Кузя поднял его, усадил, Вася попытался отодвинуться и даже уползти, сзади зашевелился Николай. Кузя показал ему кулак.

Кузя не давал Васе более двигаться, сам схватил его за голову, придвинулся лоб ко лбу, и все тем же ожесточенным голосом продолжал свои молитвы:

– Богом тебя прошу, повторяй за мною: я не свой, я божий! Я не свой, я божий.

Мария Карловна закрыла рот руками, чтоб не закричать от сумасшествия. Кузя не останавливался и как будто за двоих повторял эту нелепую абракадабру.

Однако не прошло и пары минут, как Вася стал повторять, будто пьяный, язык его заплетался, но сознание возвращалось в больную голову. Это было видно по глазам.

Наконец, он ясно повторил за братом его молитву и посмотрел на мать.

Все бросились к нему и к Кузе с объятиями, даже Гриня обнимал Кузю со слезами на глазах. Приступ прошел. Впервые прошел сам и так быстро, и без применения сильных лекарств, которые угнетали сознание, что туда не могло прорваться сумасшествие.

– Меня афганцы научили, – потом объяснял Кузя, когда все сели за стол и разлили водку. – Васе тоже налейте. Ему можно! – сверкнул глазами Кузя. – Он не сумасшедший.

– Какие афганцы в Африке-то? – опять хотел поймать на лжи Кузю отец.

– Афганцы – москвичи, что в Афганистане служили. Они меня научили. У них братство военное славянское какое-то, они через такие дела проходили! Живыми из ада выходили. Пули от них отскакивали. Огонь не жег, – Кузя говорил с уверенностью, будто сам видел. – Но надо верить, что Бог за тобой. Афганцы меня научили, – и он стал обнимать брата. – Я тебя не оставлю. Ты у меня вылечишься. Такой красивый брат, самый умный, добрый, классный из нас, ты не можешь болеть. Ты звездой музыки станешь! Я тебе говорю! Кузьма Земин, ты у меня с этим, как его… ну голубым белобрысым, который оперу поет, петь будешь. Оперу! Понял?

Самообладание чуть подвело Кузю, и лицо скривилось в плаксивой гримасе, но он быстро взял чувства под контроль.

Мария Карловна еще пять минут назад несчастная от горя, прямо сейчас была невероятно счастлива. Эта беда или даже несколько бед показали, как сильно они любят друг друга. Братья братьев, отец сыновей, она их всех вместе взятых.

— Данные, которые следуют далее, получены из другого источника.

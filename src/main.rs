use std::{process, sync::Arc};

use askama::Template;
use jornageo::{
    application::{
        AppContext,
        content::ContentLoader,
        error::AppError,
        registration::{RegistrationSubmitter, SubmissionOutcome},
        render::{ContentRenderer, RenderOptions},
    },
    config::{self, ContentLocation},
    infra::{
        self, content_source, error::InfraError, http, registration_client::HttpRegistrationGateway,
        telemetry,
    },
    presentation::views::LandingTemplate,
};
use tokio::io::AsyncWriteExt;
use tracing::{Dispatch, Level, dispatcher, error, info};
use tracing_subscriber::fmt as tracing_fmt;

#[tokio::main]
async fn main() {
    if let Err(error) = run().await {
        report_application_error(&error);
        process::exit(1);
    }
}

fn report_application_error(error: &AppError) {
    if dispatcher::has_been_set() {
        error!(error = %error, "application error");
        return;
    }

    let subscriber = tracing_fmt().with_max_level(Level::ERROR).finish();
    let dispatch = Dispatch::new(subscriber);
    dispatcher::with_default(&dispatch, || {
        error!(error = %error, "application error");
    });
}

async fn run() -> Result<(), AppError> {
    let (cli_args, settings) = config::load_with_cli()?;

    let command = cli_args
        .command
        .unwrap_or(config::Command::Serve(Box::<config::ServeArgs>::default()));

    telemetry::init(&settings.logging).map_err(AppError::from)?;

    match command {
        config::Command::Serve(_) => run_serve(settings).await,
        config::Command::Render(args) => run_render(settings, args).await,
        config::Command::Register(args) => run_register(settings, args).await,
    }
}

fn build_application_context(settings: &config::Settings) -> Result<AppContext, AppError> {
    let client = infra::http_client()?;

    let renderer = ContentRenderer::new(RenderOptions {
        coordination: settings.render.coordination,
    });
    let loader = ContentLoader::new(
        content_source::from_settings(&settings.content, &client),
        renderer,
    );

    let gateway = HttpRegistrationGateway::new(client, settings.registration.endpoint.clone());
    let submitter = RegistrationSubmitter::new(Arc::new(gateway));

    Ok(AppContext::new(Arc::new(loader), Arc::new(submitter)))
}

async fn run_serve(settings: config::Settings) -> Result<(), AppError> {
    let app = build_application_context(&settings)?;
    let content_file = match &settings.content.source {
        ContentLocation::File(path) => Some(path.clone()),
        ContentLocation::Url(_) => None,
    };

    let router = http::build_router(http::HttpState { app, content_file });

    let listener = tokio::net::TcpListener::bind(settings.server.addr)
        .await
        .map_err(|err| AppError::from(InfraError::from(err)))?;

    info!(
        target = "jornageo::serve",
        addr = %settings.server.addr,
        content = %content_location(&settings.content.source),
        endpoint = %settings.registration.endpoint,
        "listening"
    );

    axum::serve(listener, router.into_make_service())
        .await
        .map_err(|err| AppError::unexpected(format!("server error: {err}")))?;

    Ok(())
}

async fn run_render(settings: config::Settings, args: config::RenderArgs) -> Result<(), AppError> {
    let app = build_application_context(&settings)?;
    let page = app.try_landing_page().await?;
    let html = LandingTemplate { page }
        .render()
        .map_err(|err| AppError::unexpected(format!("landing template failed: {err}")))?;

    match args.output {
        Some(path) => {
            tokio::fs::write(&path, html.as_bytes())
                .await
                .map_err(|err| AppError::from(InfraError::from(err)))?;
            info!(
                target = "jornageo::render",
                path = %path.display(),
                bytes = html.len(),
                "landing page written"
            );
        }
        None => {
            let mut stdout = tokio::io::stdout();
            stdout
                .write_all(html.as_bytes())
                .await
                .map_err(|err| AppError::from(InfraError::from(err)))?;
            stdout
                .flush()
                .await
                .map_err(|err| AppError::from(InfraError::from(err)))?;
        }
    }

    Ok(())
}

async fn run_register(
    settings: config::Settings,
    args: config::RegisterArgs,
) -> Result<(), AppError> {
    let app = build_application_context(&settings)?;

    let outcome = app.submit_registration(args.fields).await;

    println!("{}", outcome.message());
    match outcome {
        SubmissionOutcome::Accepted { .. } => Ok(()),
        SubmissionOutcome::Invalid(err) => Err(AppError::from(err)),
        SubmissionOutcome::Rejected { message } => Err(AppError::unexpected(format!(
            "registration rejected by endpoint: {message}"
        ))),
        SubmissionOutcome::Failed { .. } => Err(AppError::unexpected(format!(
            "registration endpoint `{}` could not be reached",
            app.registration.endpoint()
        ))),
    }
}

fn content_location(location: &ContentLocation) -> String {
    match location {
        ContentLocation::File(path) => path.display().to_string(),
        ContentLocation::Url(url) => url.to_string(),
    }
}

Ведь если рассуждать по-хорошему, она всегда мечтала иметь талантливых, интересных, сильных, самостоятельных сыновей, как мечтают иметь все родители, чтоб что-то представляли из себя в жизни, сделали из нее нечто достойное, умели постоять за себя. А ведь ее четверо такими и выросли! Каждому, конечно, еще предстоит пройти свой путь, в основном в борьбе со своими недостатками и заскоками, но именно в преодолении препятствий мужчины познают суть вещей и становятся теми, кто двигает мир вверх и вперед, а не течет по течению. А иногда и встает против течения, если понадобится.

Подобным сильным характерам тяжело ужиться вместе, слишком ярко горит каждая звезда, близкое скопление звезд порождает взрывы. Слишком сильная конкуренция. Слишком сильное желание быть первыми и уникальными.

Но это неважно, главное, что несмотря на все различия, сейчас проявилась невидимая сила любви между этими сильными неповторимыми ребятами.

– Пусть хоть сейчас, – думала Мария Карловна, наблюдая за растроганными лицами детей. Для нее они сейчас выглядели как дети.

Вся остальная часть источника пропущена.